* Work order: Take the listing and give it again exactly, from its first line to its last line.

* Excerpted records:
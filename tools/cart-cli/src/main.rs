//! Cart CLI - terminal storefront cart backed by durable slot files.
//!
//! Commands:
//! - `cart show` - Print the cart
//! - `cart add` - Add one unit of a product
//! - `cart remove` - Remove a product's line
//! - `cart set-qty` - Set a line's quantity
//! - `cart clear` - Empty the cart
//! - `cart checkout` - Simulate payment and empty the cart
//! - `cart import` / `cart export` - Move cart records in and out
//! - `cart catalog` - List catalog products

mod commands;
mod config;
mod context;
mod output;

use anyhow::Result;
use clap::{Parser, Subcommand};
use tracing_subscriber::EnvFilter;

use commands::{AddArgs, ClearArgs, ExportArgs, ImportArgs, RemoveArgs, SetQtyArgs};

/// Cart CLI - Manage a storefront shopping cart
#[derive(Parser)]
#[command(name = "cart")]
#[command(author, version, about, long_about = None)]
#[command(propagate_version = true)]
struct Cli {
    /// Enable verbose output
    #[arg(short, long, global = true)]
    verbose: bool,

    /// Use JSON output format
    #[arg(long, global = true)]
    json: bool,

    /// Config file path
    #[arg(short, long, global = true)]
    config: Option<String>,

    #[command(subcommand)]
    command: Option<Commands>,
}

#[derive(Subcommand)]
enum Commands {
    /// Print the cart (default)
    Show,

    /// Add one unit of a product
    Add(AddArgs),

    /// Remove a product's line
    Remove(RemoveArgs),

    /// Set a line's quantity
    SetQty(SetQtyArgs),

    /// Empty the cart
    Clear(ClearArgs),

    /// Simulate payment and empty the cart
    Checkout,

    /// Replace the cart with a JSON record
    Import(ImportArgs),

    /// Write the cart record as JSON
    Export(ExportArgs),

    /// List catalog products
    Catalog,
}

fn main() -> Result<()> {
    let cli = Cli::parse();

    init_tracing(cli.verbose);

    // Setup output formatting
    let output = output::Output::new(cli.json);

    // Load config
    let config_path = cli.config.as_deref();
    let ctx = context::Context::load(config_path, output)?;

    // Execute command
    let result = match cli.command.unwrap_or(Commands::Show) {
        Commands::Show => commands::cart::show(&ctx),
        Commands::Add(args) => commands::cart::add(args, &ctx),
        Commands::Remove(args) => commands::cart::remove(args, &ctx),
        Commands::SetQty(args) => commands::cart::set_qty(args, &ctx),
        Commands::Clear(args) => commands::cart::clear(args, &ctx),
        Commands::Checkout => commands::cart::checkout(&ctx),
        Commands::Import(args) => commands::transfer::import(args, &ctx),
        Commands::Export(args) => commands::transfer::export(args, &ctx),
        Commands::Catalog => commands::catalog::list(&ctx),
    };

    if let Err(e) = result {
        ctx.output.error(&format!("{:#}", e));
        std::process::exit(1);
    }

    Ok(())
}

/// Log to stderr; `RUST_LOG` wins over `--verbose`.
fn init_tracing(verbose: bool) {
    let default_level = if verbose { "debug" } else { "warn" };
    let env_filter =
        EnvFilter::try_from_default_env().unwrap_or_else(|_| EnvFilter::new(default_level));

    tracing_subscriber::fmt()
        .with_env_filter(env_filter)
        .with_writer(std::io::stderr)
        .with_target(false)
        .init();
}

* Solution to this problem:
filename tools/cart-cli/src/main.rs
//! Cart CLI - terminal storefront cart backed by durable slot files.
//!
//! Commands:
//! - `cart show` - Print the cart
//! - `cart add` - Add one unit of a product
//! - `cart remove` - Remove a product's line
//! - `cart set-qty` - Set a line's quantity
//! - `cart clear` - Empty the cart
//! - `cart checkout` - Simulate payment and empty the cart
//! - `cart import` / `cart export` - Move cart records in and out
//! - `cart catalog` - List catalog products

mod commands;
mod config;
mod context;
mod output;

use anyhow::Result;
use clap::{Parser, Subcommand};
use tracing_subscriber::EnvFilter;

use commands::{AddArgs, ClearArgs, ExportArgs, ImportArgs, RemoveArgs, SetQtyArgs};

/// Cart CLI - Manage a storefront shopping cart
#[derive(Parser)]
#[command(name = "cart")]
#[command(author, version, about, long_about = None)]
#[command(propagate_version = true)]
struct Cli {
    /// Enable verbose output
    #[arg(short, long, global = true)]
    verbose: bool,

    /// Use JSON output format
    #[arg(long, global = true)]
    json: bool,

    /// Config file path
    #[arg(short, long, global = true)]
    config: Option<String>,

    #[command(subcommand)]
    command: Option<Commands>,
}

#[derive(Subcommand)]
enum Commands {
    /// Print the cart (default)
    Show,

    /// Add one unit of a product
    Add(AddArgs),

    /// Remove a product's line
    Remove(RemoveArgs),

    /// Set a line's quantity
    SetQty(SetQtyArgs),

    /// Empty the cart
    Clear(ClearArgs),

    /// Simulate payment and empty the cart
    Checkout,

    /// Replace the cart with a JSON record
    Import(ImportArgs),

    /// Write the cart record as JSON
    Export(ExportArgs),

    /// List catalog products
    Catalog,
}

fn main() -> Result<()> {
    let cli = Cli::parse();

    init_tracing(cli.verbose);

    // Setup output formatting
    let output = output::Output::new(cli.json);

    // Load config
    let config_path = cli.config.as_deref();
    let ctx = context::Context::load(config_path, output)?;

    // Execute command
    let result = match cli.command.unwrap_or(Commands::Show) {
        Commands::Show => commands::cart::show(&ctx),
        Commands::Add(args) => commands::cart::add(args, &ctx),
        Commands::Remove(args) => commands::cart::remove(args, &ctx),
        Commands::SetQty(args) => commands::cart::set_qty(args, &ctx),
        Commands::Clear(args) => commands::cart::clear(args, &ctx),
        Commands::Checkout => commands::cart::checkout(&ctx),
        Commands::Import(args) => commands::transfer::import(args, &ctx),
        Commands::Export(args) => commands::transfer::export(args, &ctx),
        Commands::Catalog => commands::catalog::list(&ctx),
    };

    if let Err(e) = result {
        ctx.output.error(&format!("{:#}", e));
        std::process::exit(1);
    }

    Ok(())
}

/// Log to stderr; `RUST_LOG` wins over `--verbose`.
fn init_tracing(verbose: bool) {
    let default_level = if verbose { "debug" } else { "warn" };
    let env_filter =
        EnvFilter::try_from_default_env().unwrap_or_else(|_| EnvFilter::new(default_level));

    tracing_subscriber::fmt()
        .with_env_filter(env_filter)
        .with_writer(std::io::stderr)
        .with_target(false)
        .init();
}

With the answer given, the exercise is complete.